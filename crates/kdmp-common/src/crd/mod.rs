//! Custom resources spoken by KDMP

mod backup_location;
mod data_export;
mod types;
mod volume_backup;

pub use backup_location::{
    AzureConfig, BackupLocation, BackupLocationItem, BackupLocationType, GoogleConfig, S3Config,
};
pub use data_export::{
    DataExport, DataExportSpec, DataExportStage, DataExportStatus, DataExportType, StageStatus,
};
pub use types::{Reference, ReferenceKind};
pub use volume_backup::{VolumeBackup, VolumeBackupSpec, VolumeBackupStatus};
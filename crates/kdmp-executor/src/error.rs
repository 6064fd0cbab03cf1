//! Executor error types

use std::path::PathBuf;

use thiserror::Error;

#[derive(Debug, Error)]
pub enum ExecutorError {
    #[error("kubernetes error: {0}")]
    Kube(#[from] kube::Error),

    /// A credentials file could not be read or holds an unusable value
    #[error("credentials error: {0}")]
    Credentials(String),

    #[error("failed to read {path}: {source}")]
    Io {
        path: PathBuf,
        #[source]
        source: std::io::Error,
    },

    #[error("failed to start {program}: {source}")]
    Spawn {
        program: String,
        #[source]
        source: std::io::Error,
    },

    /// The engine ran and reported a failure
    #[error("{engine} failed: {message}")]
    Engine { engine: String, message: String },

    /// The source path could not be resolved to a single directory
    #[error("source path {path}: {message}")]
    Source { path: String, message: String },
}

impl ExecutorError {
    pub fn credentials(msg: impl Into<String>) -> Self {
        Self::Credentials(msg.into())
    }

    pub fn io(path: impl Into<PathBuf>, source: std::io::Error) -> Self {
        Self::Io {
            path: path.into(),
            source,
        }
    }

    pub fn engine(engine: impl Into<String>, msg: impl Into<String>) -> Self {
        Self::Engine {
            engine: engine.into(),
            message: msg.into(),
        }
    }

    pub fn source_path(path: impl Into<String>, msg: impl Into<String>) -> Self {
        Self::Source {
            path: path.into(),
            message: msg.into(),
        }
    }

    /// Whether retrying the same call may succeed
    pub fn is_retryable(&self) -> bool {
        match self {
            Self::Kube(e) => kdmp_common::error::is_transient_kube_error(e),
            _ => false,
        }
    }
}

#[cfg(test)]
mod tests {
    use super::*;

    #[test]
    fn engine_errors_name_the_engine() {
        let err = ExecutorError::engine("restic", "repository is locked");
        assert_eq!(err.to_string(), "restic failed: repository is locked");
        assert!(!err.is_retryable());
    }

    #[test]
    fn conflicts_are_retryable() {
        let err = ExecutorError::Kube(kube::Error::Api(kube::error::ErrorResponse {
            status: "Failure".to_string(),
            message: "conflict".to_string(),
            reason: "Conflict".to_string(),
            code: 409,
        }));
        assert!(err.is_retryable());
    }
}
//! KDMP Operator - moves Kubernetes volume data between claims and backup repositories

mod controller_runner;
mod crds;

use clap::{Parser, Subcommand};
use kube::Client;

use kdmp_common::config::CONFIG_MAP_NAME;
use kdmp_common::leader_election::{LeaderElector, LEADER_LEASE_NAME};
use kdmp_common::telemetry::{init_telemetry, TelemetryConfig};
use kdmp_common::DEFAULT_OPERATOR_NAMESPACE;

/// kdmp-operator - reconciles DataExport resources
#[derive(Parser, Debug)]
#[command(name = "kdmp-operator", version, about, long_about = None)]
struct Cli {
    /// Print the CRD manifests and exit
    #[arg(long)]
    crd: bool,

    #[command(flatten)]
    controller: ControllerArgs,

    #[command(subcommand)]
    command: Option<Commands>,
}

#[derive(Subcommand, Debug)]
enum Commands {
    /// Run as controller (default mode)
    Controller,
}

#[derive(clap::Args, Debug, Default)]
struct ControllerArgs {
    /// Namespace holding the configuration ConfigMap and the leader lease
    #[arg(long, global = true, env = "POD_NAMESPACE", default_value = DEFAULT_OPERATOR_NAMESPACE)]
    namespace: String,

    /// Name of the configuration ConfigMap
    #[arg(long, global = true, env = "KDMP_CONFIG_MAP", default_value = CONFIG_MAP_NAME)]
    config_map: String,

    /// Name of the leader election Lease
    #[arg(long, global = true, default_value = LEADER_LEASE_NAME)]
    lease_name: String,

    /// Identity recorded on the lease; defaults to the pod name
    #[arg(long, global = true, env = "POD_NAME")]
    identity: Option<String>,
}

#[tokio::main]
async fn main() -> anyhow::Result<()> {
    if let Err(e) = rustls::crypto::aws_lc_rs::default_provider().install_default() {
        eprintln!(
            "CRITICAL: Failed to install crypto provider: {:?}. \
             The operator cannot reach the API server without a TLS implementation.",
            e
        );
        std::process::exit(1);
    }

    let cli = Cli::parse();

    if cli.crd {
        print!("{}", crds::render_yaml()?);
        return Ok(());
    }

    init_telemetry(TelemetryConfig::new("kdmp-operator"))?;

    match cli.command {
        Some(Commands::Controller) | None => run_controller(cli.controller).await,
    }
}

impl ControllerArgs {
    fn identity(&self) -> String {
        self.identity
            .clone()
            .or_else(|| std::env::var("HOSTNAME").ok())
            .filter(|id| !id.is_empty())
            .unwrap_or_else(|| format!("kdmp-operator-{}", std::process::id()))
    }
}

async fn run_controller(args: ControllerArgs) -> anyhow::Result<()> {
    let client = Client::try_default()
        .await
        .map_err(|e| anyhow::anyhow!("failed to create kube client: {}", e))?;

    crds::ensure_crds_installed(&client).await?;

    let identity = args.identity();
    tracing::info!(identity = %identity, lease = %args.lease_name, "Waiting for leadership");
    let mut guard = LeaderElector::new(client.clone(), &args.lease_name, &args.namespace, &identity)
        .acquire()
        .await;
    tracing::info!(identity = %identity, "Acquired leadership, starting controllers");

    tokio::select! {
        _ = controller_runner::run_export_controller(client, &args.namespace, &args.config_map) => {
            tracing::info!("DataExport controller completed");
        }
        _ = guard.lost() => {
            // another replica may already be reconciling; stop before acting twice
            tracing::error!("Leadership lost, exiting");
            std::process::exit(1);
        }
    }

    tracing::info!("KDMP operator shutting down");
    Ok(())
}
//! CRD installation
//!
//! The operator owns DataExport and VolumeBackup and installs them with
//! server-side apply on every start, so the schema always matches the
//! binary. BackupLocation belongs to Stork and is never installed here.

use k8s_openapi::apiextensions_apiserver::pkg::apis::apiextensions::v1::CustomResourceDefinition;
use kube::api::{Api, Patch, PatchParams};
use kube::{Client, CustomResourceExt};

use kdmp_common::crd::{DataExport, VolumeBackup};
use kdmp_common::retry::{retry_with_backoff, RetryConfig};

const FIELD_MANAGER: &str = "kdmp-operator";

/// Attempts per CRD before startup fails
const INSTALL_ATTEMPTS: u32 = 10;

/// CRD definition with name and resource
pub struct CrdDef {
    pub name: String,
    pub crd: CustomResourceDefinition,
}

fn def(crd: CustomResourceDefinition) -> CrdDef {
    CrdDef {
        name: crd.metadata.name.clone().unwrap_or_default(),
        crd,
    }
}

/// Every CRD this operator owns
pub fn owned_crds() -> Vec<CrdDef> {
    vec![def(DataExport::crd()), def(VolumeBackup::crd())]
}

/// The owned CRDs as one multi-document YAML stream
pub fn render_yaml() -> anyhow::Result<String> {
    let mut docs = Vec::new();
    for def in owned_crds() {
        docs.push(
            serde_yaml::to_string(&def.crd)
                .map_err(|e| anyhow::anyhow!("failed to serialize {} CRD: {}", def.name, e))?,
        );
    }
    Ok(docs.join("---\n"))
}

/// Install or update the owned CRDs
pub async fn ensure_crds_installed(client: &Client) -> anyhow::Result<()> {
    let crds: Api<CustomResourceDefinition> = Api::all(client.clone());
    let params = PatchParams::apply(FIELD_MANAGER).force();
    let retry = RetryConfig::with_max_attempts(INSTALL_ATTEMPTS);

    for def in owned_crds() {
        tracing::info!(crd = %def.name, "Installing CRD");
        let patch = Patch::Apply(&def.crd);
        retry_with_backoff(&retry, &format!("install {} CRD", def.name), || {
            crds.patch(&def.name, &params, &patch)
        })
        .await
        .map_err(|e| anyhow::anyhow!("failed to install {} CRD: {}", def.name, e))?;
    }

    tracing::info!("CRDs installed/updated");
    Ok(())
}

-- About this task --
Repeat exactly the lines above from the one with "let retry = RetryConfig::with_max_attempts(INSTALL_ATTEMPTS);" up to and including the one with "let patch = Patch::Apply(&def.crd);". No other line belongs in the reply.

-- Solution for this task --
    let retry = RetryConfig::with_max_attempts(INSTALL_ATTEMPTS);

    for def in owned_crds() {
        tracing::info!(crd = %def.name, "Installing CRD");
        let patch = Patch::Apply(&def.crd);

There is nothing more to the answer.